You might consider to use a gem to interact with ffmpeg in Ruby. As of 2020 I did not find a gem that fits my needs.. these are your options:
- active_encode looks solid, but is still in an 0.x version and has quite some development dependencies. It has the Apache license.
- streamio-ffmpeg seems to be perfect, but had its last release in 2016. It offers an intuitive DSL under a permissive license, even a Carrierwave wrapper gem is available.
In conclusion to my research, I recommend you to offer your user two different video versions for the Browser playback.
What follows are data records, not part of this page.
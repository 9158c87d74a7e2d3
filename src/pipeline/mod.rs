//! idxmngr Insert Pipeline
//!
//! Encodes and inserts one batch of records into one index:
//!
//! ```text
//! for each record:
//!   deadline? → txId? → predicate? → encode key → IndexWriter::insert
//! commit
//! ```
//!
//! Batches are best-effort. A record that fails validation, the predicate
//! or key encoding is reported and the batch continues. A storage failure
//! or an expired deadline stops the batch; the records inserted before it
//! stay committed and are reported.

pub mod predicate;
pub mod types;

pub use predicate::{InclusionPredicate, PredicateError};
pub use types::{fields_from_value, InsertRecord, InsertSummary, RecordOutcome, RecordStatus};

use crate::catalog::IndexDefinition;
use crate::keys::KeyEncoder;
use crate::store::{IndexStore, InsertOutcome, StoreError};
use thiserror::Error;
use tokio::time::{timeout_at, Instant};

/// Reasons reported for skipped records
pub const SKIP_FILTERED: &str = "filtered";
pub const SKIP_DUPLICATE: &str = "duplicate";

/// A batch that stopped early. `summary` holds what was committed.
#[derive(Error, Debug)]
pub enum PipelineError {
    #[error("Batch deadline exceeded after {} committed records", .summary.inserted)]
    Timeout { summary: InsertSummary },

    #[error("Storage failure after {} committed records: {source}", .summary.inserted)]
    Storage {
        summary: InsertSummary,
        #[source]
        source: StoreError,
    },
}

impl PipelineError {
    pub fn summary(&self) -> &InsertSummary {
        match self {
            PipelineError::Timeout { summary } | PipelineError::Storage { summary, .. } => summary,
        }
    }
}

/// Settings for one batch against one index
pub struct InsertPipeline<'a> {
    encoder: &'a KeyEncoder,
    definition: &'a IndexDefinition,
    schema: Option<&'a str>,
    predicate: Option<&'a InclusionPredicate>,
    deadline: Option<Instant>,
}

impl<'a> InsertPipeline<'a> {
    pub fn new(encoder: &'a KeyEncoder, definition: &'a IndexDefinition) -> Self {
        Self {
            encoder,
            definition,
            schema: None,
            predicate: None,
            deadline: None,
        }
    }

    /// Schema requested by the caller; overrides the definition's
    pub fn schema(mut self, schema: Option<&'a str>) -> Self {
        self.schema = schema;
        self
    }

    pub fn predicate(mut self, predicate: Option<&'a InclusionPredicate>) -> Self {
        self.predicate = predicate;
        self
    }

    pub fn deadline(mut self, deadline: Option<Instant>) -> Self {
        self.deadline = deadline;
        self
    }

    /// Run the batch against `store`
    pub async fn run(
        &self,
        store: &IndexStore,
        records: &[InsertRecord],
    ) -> Result<InsertSummary, PipelineError> {
        let started = Instant::now();
        let mut summary = InsertSummary::default();

        // The deadline also bounds the wait behind another batch's writer
        let acquired = match self.deadline {
            Some(deadline) => match timeout_at(deadline, store.writer()).await {
                Ok(acquired) => acquired,
                Err(_) => {
                    summary.duration_ms = started.elapsed().as_millis() as u64;
                    tracing::warn!(
                        index_id = %self.definition.index_id,
                        waited_ms = summary.duration_ms,
                        "Insert batch deadline exceeded waiting for the writer"
                    );
                    return Err(PipelineError::Timeout { summary });
                }
            },
            None => store.writer().await,
        };
        let mut writer = match acquired {
            Ok(writer) => writer,
            Err(source) => return Err(PipelineError::Storage { summary, source }),
        };

        for (i, record) in records.iter().enumerate() {
            if self.deadline.is_some_and(|d| Instant::now() >= d) {
                summary.duration_ms = started.elapsed().as_millis() as u64;
                tracing::warn!(
                    index_id = %self.definition.index_id,
                    committed = summary.inserted,
                    remaining = records.len() - i,
                    "Insert batch deadline exceeded"
                );
                return match writer.commit() {
                    Ok(()) => Err(PipelineError::Timeout { summary }),
                    Err(source) => Err(PipelineError::Storage { summary, source }),
                };
            }

            let key = match self.prepare(record) {
                Ok(Some(key)) => key,
                Ok(None) => {
                    summary.record_skipped(i, &record.tx_id, None, SKIP_FILTERED);
                    continue;
                }
                Err(reason) => {
                    tracing::debug!(
                        index_id = %self.definition.index_id,
                        tx_id = %record.tx_id,
                        %reason,
                        "Record rejected"
                    );
                    summary.record_failed(i, &record.tx_id, reason);
                    continue;
                }
            };

            match writer.insert(&key, &record.tx_id).await {
                Ok(InsertOutcome::Inserted) => {
                    summary.record_inserted(i, &record.tx_id, key, record.block_number)
                }
                Ok(InsertOutcome::Duplicate) => {
                    summary.record_skipped(i, &record.tx_id, Some(key), SKIP_DUPLICATE)
                }
                Err(e @ StoreError::KeyTooLarge { .. }) => {
                    summary.record_failed(i, &record.tx_id, e.to_string())
                }
                Err(source) => {
                    summary.duration_ms = started.elapsed().as_millis() as u64;
                    return Err(PipelineError::Storage { summary, source });
                }
            }
        }

        if let Err(source) = writer.commit() {
            summary.duration_ms = started.elapsed().as_millis() as u64;
            return Err(PipelineError::Storage { summary, source });
        }

        summary.duration_ms = started.elapsed().as_millis() as u64;
        tracing::debug!(
            index_id = %self.definition.index_id,
            network = %self.definition.network,
            %summary,
            "Insert batch committed"
        );
        Ok(summary)
    }

    /// Key for a record: `Ok(None)` when the predicate filters it out,
    /// `Err(reason)` when it cannot be indexed
    fn prepare(&self, record: &InsertRecord) -> Result<Option<String>, String> {
        if record.tx_id.trim().is_empty() {
            return Err("empty txId".to_string());
        }

        if let Some(predicate) = self.predicate {
            if !predicate.evaluate(&record.data).map_err(|e| e.to_string())? {
                return Ok(None);
            }
        }

        self.encoder
            .resolve_and_encode(
                self.schema,
                self.definition.schema.as_deref(),
                &self.definition.key_column,
                &record.data,
                self.definition.key_size,
            )
            .map(Some)
            .map_err(|e| e.to_string())
    }
}

#[cfg(test)]
mod tests {
    use super::*;
    use crate::store::{ComparisonOp, KeyQuery, SyncMode};
    use std::time::Duration;
    use tempfile::tempdir;

    fn definition() -> IndexDefinition {
        IndexDefinition::new("001", "speeding", "IndexableData", 64, "hardhat")
            .with_schema("speeding")
    }

    fn speeding_record(tx: &str, speed: &str) -> InsertRecord {
        InsertRecord::new(tx)
            .with_field("speeding", speed)
            .with_field("obuId", "OBU-1")
            .with_field("collectionDt", "20240101")
    }

    fn store(dir: &tempfile::TempDir) -> IndexStore {
        IndexStore::create(dir.path().join("speeding.bf"), 64, SyncMode::Batched).unwrap()
    }

    #[tokio::test]
    async fn test_partial_failure_keeps_valid_records() {
        let dir = tempdir().unwrap();
        let store = store(&dir);
        let encoder = KeyEncoder::with_defaults();
        let def = definition();

        let mut records: Vec<InsertRecord> = (0..9)
            .map(|i| speeding_record(&format!("tx{}", i), &format!("{}", 50 + i)))
            .collect();
        // Overflows the 3-digit speed segment
        records.insert(4, speeding_record("bad", "1000"));

        let summary = InsertPipeline::new(&encoder, &def)
            .run(&store, &records)
            .await
            .unwrap();

        assert_eq!(summary.inserted, 9);
        assert_eq!(summary.failed, 1);
        assert_eq!(summary.skipped, 0);
        assert_eq!(summary.outcomes[4].status, RecordStatus::Failed);
        assert_eq!(summary.outcomes[4].tx_id, "bad");

        for i in 0..9 {
            let key = format!("spd::{:03}::OBU-1::20240101", 50 + i);
            let txs = store.search(&KeyQuery::Eq(key)).await.unwrap();
            assert_eq!(txs, vec![format!("tx{}", i)]);
        }
    }

    #[tokio::test]
    async fn test_predicate_skips_records() {
        let dir = tempdir().unwrap();
        let store = store(&dir);
        let encoder = KeyEncoder::with_defaults();
        let def = definition();
        let predicate = InclusionPredicate::new("speeding", ComparisonOp::GtEq, 60.0);

        let records = vec![
            speeding_record("slow", "55"),
            speeding_record("fast", "80"),
            InsertRecord::new("nofield").with_field("obuId", "x"),
        ];

        let summary = InsertPipeline::new(&encoder, &def)
            .predicate(Some(&predicate))
            .run(&store, &records)
            .await
            .unwrap();

        assert_eq!(summary.inserted, 1);
        assert_eq!(summary.skipped, 1);
        assert_eq!(summary.failed, 1);
        assert_eq!(summary.outcomes[0].reason.as_deref(), Some(SKIP_FILTERED));
        assert_eq!(summary.outcomes[2].status, RecordStatus::Failed);
    }

    #[tokio::test]
    async fn test_duplicates_and_empty_tx_id() {
        let dir = tempdir().unwrap();
        let store = store(&dir);
        let encoder = KeyEncoder::with_defaults();
        let def = definition();

        let records = vec![
            speeding_record("tx1", "70").with_block_number(10),
            speeding_record("tx1", "70").with_block_number(11),
            speeding_record("", "70"),
        ];

        let summary = InsertPipeline::new(&encoder, &def)
            .run(&store, &records)
            .await
            .unwrap();

        assert_eq!(summary.inserted, 1);
        assert_eq!(summary.skipped, 1);
        assert_eq!(summary.failed, 1);
        assert_eq!(summary.outcomes[1].reason.as_deref(), Some(SKIP_DUPLICATE));
        assert_eq!(summary.max_block_number, Some(10));
    }

    #[tokio::test]
    async fn test_schema_override_and_raw_key() {
        let dir = tempdir().unwrap();
        let store = store(&dir);
        let encoder = KeyEncoder::with_defaults();
        let def = IndexDefinition::new("002", "purpose", "purpose", 32, "hardhat");

        let records = vec![InsertRecord::new("tx").with_field("purpose", "Research")];
        let summary = InsertPipeline::new(&encoder, &def)
            .run(&store, &records)
            .await
            .unwrap();
        assert_eq!(summary.outcomes[0].key.as_deref(), Some("Research"));

        let records = vec![InsertRecord::new("tx2").with_field("purpose", "Audit")];
        let summary = InsertPipeline::new(&encoder, &def)
            .schema(Some("purpose"))
            .run(&store, &records)
            .await
            .unwrap();
        assert_eq!(summary.inserted, 1);

        let records = vec![InsertRecord::new("tx3").with_field("purpose", "Audit")];
        let summary = InsertPipeline::new(&encoder, &def)
            .schema(Some("unknown"))
            .run(&store, &records)
            .await
            .unwrap();
        assert_eq!(summary.failed, 1);
    }

    #[tokio::test]
    async fn test_expired_deadline_reports_committed() {
        let dir = tempdir().unwrap();
        let store = store(&dir);
        let encoder = KeyEncoder::with_defaults();
        let def = definition();

        let records = vec![speeding_record("tx1", "70")];
        let deadline = Instant::now() - Duration::from_millis(1);

        let err = InsertPipeline::new(&encoder, &def)
            .deadline(Some(deadline))
            .run(&store, &records)
            .await
            .unwrap_err();

        assert!(matches!(err, PipelineError::Timeout { .. }));
        assert_eq!(err.summary().inserted, 0);
        assert!(store
            .search(&KeyQuery::GtEq("spd::".into()))
            .await
            .unwrap()
            .is_empty());
    }

    #[tokio::test]
    async fn test_deadline_bounds_wait_for_writer() {
        let dir = tempdir().unwrap();
        let store = store(&dir);
        let encoder = KeyEncoder::with_defaults();
        let def = definition();

        // Another batch holds the writer for the whole test
        let _held = store.writer().await.unwrap();

        let records = vec![speeding_record("tx1", "70")];
        let deadline = Instant::now() + Duration::from_millis(50);

        let err = InsertPipeline::new(&encoder, &def)
            .deadline(Some(deadline))
            .run(&store, &records)
            .await
            .unwrap_err();

        assert!(matches!(err, PipelineError::Timeout { .. }));
        assert_eq!(err.summary().inserted, 0);
        assert_eq!(err.summary().total(), 0);
    }
}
If the video should be downloadable, prefer offering the MP4 version in this case.
Along the lines of the MDN documentation, use a tag and embed the versions like this:
%video(controls controlslist="nodownload" preload="metadata") %source(type='video/webm; codecs="vp8, vorbis"' src="video.webm") %source(type='video/mp4' src="fallback.mp4")
In this case, the video files should match these specifications:
video.webm: WebM Container, VP8 Video, Vorbis Audio
fallback.mp4: MP4 Container, H.264 Video, AAC Audio
You can read about how to create these versions earlier on in this card.
Don't forget to configure your webserver to support HTTP range requests for Safari. Ngnix seems to support it out of the box.